**ACTIVITY**. Report how many lines in the records carry the string "Debug", and give no further text.

**DATA PROVIDED**.
★ ★ ★ ★

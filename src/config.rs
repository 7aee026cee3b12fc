//! Configuration surface of the engine.
//!
//! A single explicit `PipelineConfig` holds every tunable of the pipeline.
//! Stages take their own parameter structures, which implement
//! `From<&PipelineConfig>`, so that every stage can also be called on its own.

use serde::{Deserialize, Deserializer, Serialize};

use crate::error::{Result, ScError};

///////////
// Enums //
///////////

/// Which SVD solver to use for the PCA
#[derive(Clone, Copy, Debug, PartialEq, Eq, Serialize)]
#[serde(rename_all = "lowercase")]
pub enum PcaSolver {
    /// Full thin SVD of the scaled matrix
    Exact,
    /// Randomised SVD (seeded)
    Randomised,
}

/// Helper function to parse the PCA solver
///
/// ### Params
///
/// * `s` - Name of the solver
///
/// ### Returns
///
/// Option of the `PcaSolver`
pub fn parse_pca_solver(s: &str) -> Option<PcaSolver> {
    match s.to_lowercase().as_str() {
        "exact" => Some(PcaSolver::Exact),
        "randomised" | "randomized" => Some(PcaSolver::Randomised),
        _ => None,
    }
}

/// Deserialise the PCA solver from its (case-insensitive) name
fn deserialize_pca_solver<'de, D>(deserializer: D) -> std::result::Result<PcaSolver, D::Error>
where
    D: Deserializer<'de>,
{
    let name = String::deserialize(deserializer)?;
    parse_pca_solver(&name)
        .ok_or_else(|| serde::de::Error::custom(format!("unknown PCA solver `{}`", name)))
}

/////////////
// Config  //
/////////////

/// Configuration of the full analysis pipeline
///
/// ### Fields
///
/// * `min_features` - Minimum number of detected genes per observation.
/// * `min_total_counts` - Minimum total count per observation.
/// * `min_cells_per_gene` - Genes detected in fewer observations are dropped
///   before normalisation. `0` keeps all genes.
/// * `max_control_fraction` - Maximum fraction of counts from the control
///   gene set (e.g. mitochondrial genes). In `[0, 1]`.
/// * `control_gene_prefix` - Prefix identifying the control genes.
/// * `target_sum` - Library size each observation is scaled to.
/// * `n_variable_features` - Number of highly variable genes to select.
/// * `loess_span` - Span of the LOESS mean-variance trend.
/// * `scale_clip` - Absolute value at which scaled data is clipped.
/// * `n_pca_components` - Number of principal components.
/// * `pca_solver` - SVD solver used for the PCA.
/// * `neighbor_k` - Number of neighbours in the kNN graph.
/// * `neighbor_dims` - Number of leading PCs used for the kNN search. `None`
///   uses all computed components.
/// * `snn_prune` - SNN edges with a Jaccard similarity at or below this are
///   removed unless the pair is a kNN pair. In `[0, 1)`.
/// * `cluster_resolution` - Resolution of the modularity objective.
/// * `cluster_max_iterations` - Iteration cap of the community detection.
/// * `umap_neighbors` - Number of neighbours for the UMAP graph.
/// * `umap_epochs` - Number of UMAP optimisation epochs.
/// * `umap_min_dist` - UMAP minimum distance.
/// * `marker_min_pct` - Minimum detection fraction in either group.
/// * `marker_min_logfc` - Minimum average log2 fold change.
/// * `marker_only_positive` - Only report up-regulated markers.
/// * `module_score_bins` - Number of expression bins for control genes.
/// * `module_score_control_size` - Control genes sampled per set gene.
/// * `spatial_k` - Neighbours per spot in the spatial graph.
/// * `spatial_alpha` - Significance threshold on the adjusted p-value.
/// * `spatial_permutations` - Number of permutations for Moran's I. `0`
///   uses the analytic normal approximation.
/// * `random_seed` - Seed threaded through every randomised step.
#[derive(Clone, Debug, PartialEq, Serialize, Deserialize)]
#[serde(default)]
pub struct PipelineConfig {
    pub min_features: usize,
    pub min_total_counts: f64,
    pub min_cells_per_gene: usize,
    pub max_control_fraction: f64,
    pub control_gene_prefix: String,
    pub target_sum: f64,
    pub n_variable_features: usize,
    pub loess_span: f64,
    pub scale_clip: f64,
    pub n_pca_components: usize,
    #[serde(deserialize_with = "deserialize_pca_solver")]
    pub pca_solver: PcaSolver,
    pub neighbor_k: usize,
    pub neighbor_dims: Option<usize>,
    pub snn_prune: f64,
    pub cluster_resolution: f64,
    pub cluster_max_iterations: usize,
    pub umap_neighbors: usize,
    pub umap_epochs: usize,
    pub umap_min_dist: f64,
    pub marker_min_pct: f64,
    pub marker_min_logfc: f64,
    pub marker_only_positive: bool,
    pub module_score_bins: usize,
    pub module_score_control_size: usize,
    pub spatial_k: usize,
    pub spatial_alpha: f64,
    pub spatial_permutations: usize,
    pub random_seed: u64,
}

impl Default for PipelineConfig {
    fn default() -> Self {
        Self {
            min_features: 200,
            min_total_counts: 0.0,
            min_cells_per_gene: 0,
            max_control_fraction: 0.05,
            control_gene_prefix: "MT-".to_string(),
            target_sum: 1e4,
            n_variable_features: 2000,
            loess_span: 0.3,
            scale_clip: 10.0,
            n_pca_components: 50,
            pca_solver: PcaSolver::Exact,
            neighbor_k: 20,
            neighbor_dims: None,
            snn_prune: 0.0,
            cluster_resolution: 0.8,
            cluster_max_iterations: 100,
            umap_neighbors: 15,
            umap_epochs: 200,
            umap_min_dist: 0.1,
            marker_min_pct: 0.25,
            marker_min_logfc: 0.25,
            marker_only_positive: true,
            module_score_bins: 24,
            module_score_control_size: 100,
            spatial_k: 6,
            spatial_alpha: 0.05,
            spatial_permutations: 0,
            random_seed: 42,
        }
    }
}

impl PipelineConfig {
    /// Check that every parameter is within its valid range
    ///
    /// ### Returns
    ///
    /// `Ok(())` or the `ScError::Configuration` naming the offending
    /// parameter.
    pub fn validate(&self) -> Result<()> {
        check_fraction("max_control_fraction", self.max_control_fraction)?;
        check_fraction("marker_min_pct", self.marker_min_pct)?;
        check_fraction("snn_prune", self.snn_prune)?;
        if self.snn_prune >= 1.0 {
            return Err(ScError::config("snn_prune", "must be below 1"));
        }
        check_positive_usize("n_variable_features", self.n_variable_features)?;
        check_positive_usize("n_pca_components", self.n_pca_components)?;
        check_positive_usize("neighbor_k", self.neighbor_k)?;
        check_positive_usize("cluster_max_iterations", self.cluster_max_iterations)?;
        check_positive_usize("umap_epochs", self.umap_epochs)?;
        check_positive_usize("module_score_bins", self.module_score_bins)?;
        check_positive_usize("module_score_control_size", self.module_score_control_size)?;
        check_positive_usize("spatial_k", self.spatial_k)?;

        if self.umap_neighbors < 2 {
            return Err(ScError::config("umap_neighbors", "must be >= 2"));
        }
        if let Some(dims) = self.neighbor_dims {
            check_positive_usize("neighbor_dims", dims)?;
        }
        check_positive_f64("target_sum", self.target_sum)?;
        check_positive_f64("cluster_resolution", self.cluster_resolution)?;
        check_positive_f64("scale_clip", self.scale_clip)?;
        if !(self.loess_span > 0.0 && self.loess_span <= 1.0) {
            return Err(ScError::config("loess_span", "must be in (0, 1]"));
        }
        if !(self.min_total_counts >= 0.0) {
            return Err(ScError::config("min_total_counts", "must be >= 0"));
        }
        if !(self.marker_min_logfc >= 0.0) {
            return Err(ScError::config("marker_min_logfc", "must be >= 0"));
        }
        if !(self.umap_min_dist >= 0.0) {
            return Err(ScError::config("umap_min_dist", "must be >= 0"));
        }
        if !(self.spatial_alpha > 0.0 && self.spatial_alpha < 1.0) {
            return Err(ScError::config("spatial_alpha", "must be in (0, 1)"));
        }

        Ok(())
    }
}

/////////////
// Helpers //
/////////////

fn check_fraction(parameter: &'static str, value: f64) -> Result<()> {
    if (0.0..=1.0).contains(&value) {
        Ok(())
    } else {
        Err(ScError::config(
            parameter,
            format!("must be in [0, 1], got {}", value),
        ))
    }
}

fn check_positive_usize(parameter: &'static str, value: usize) -> Result<()> {
    if value > 0 {
        Ok(())
    } else {
        Err(ScError::config(parameter, "must be > 0"))
    }
}

fn check_positive_f64(parameter: &'static str, value: f64) -> Result<()> {
    if value > 0.0 && value.is_finite() {
        Ok(())
    } else {
        Err(ScError::config(
            parameter,
            format!("must be a finite value > 0, got {}", value),
        ))
    }
}

#[cfg(test)]
mod tests {
    use super::*;

    #[test]
    fn test_default_config_is_valid() {
        assert!(PipelineConfig::default().validate().is_ok());
    }

    #[test]
    fn test_invalid_resolution() {
        let config = PipelineConfig {
            cluster_resolution: 0.0,
            ..Default::default()
        };
        match config.validate() {
            Err(ScError::Configuration { parameter, .. }) => {
                assert_eq!(parameter, "cluster_resolution")
            }
            other => panic!("Expected a configuration error, got {:?}", other),
        }
    }

    #[test]
    fn test_invalid_fraction_and_k() {
        let config = PipelineConfig {
            max_control_fraction: 1.5,
            ..Default::default()
        };
        assert!(config.validate().is_err());

        let config = PipelineConfig {
            neighbor_k: 0,
            ..Default::default()
        };
        assert!(config.validate().is_err());
    }

    #[test]
    fn test_partial_json_uses_defaults() {
        let config: PipelineConfig =
            serde_json::from_str(r#"{"neighbor_k": 10, "pca_solver": "randomised"}"#).unwrap();
        assert_eq!(config.neighbor_k, 10);
        assert_eq!(config.pca_solver, PcaSolver::Randomised);
        assert_eq!(config.n_variable_features, 2000);
    }

    #[test]
    fn test_pca_solver_names() {
        assert_eq!(parse_pca_solver("EXACT"), Some(PcaSolver::Exact));
        assert_eq!(parse_pca_solver("randomized"), Some(PcaSolver::Randomised));
        assert_eq!(parse_pca_solver("lanczos"), None);

        let config: PipelineConfig = serde_json::from_str(r#"{"pca_solver": "Randomized"}"#).unwrap();
        assert_eq!(config.pca_solver, PcaSolver::Randomised);
        assert!(serde_json::from_str::<PipelineConfig>(r#"{"pca_solver": "lanczos"}"#).is_err());

        let round_trip: PipelineConfig =
            serde_json::from_str(&serde_json::to_string(&config).unwrap()).unwrap();
        assert_eq!(round_trip, config);
    }
}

★ ★ ★ ★

**SOLVED PROBLEM**. 2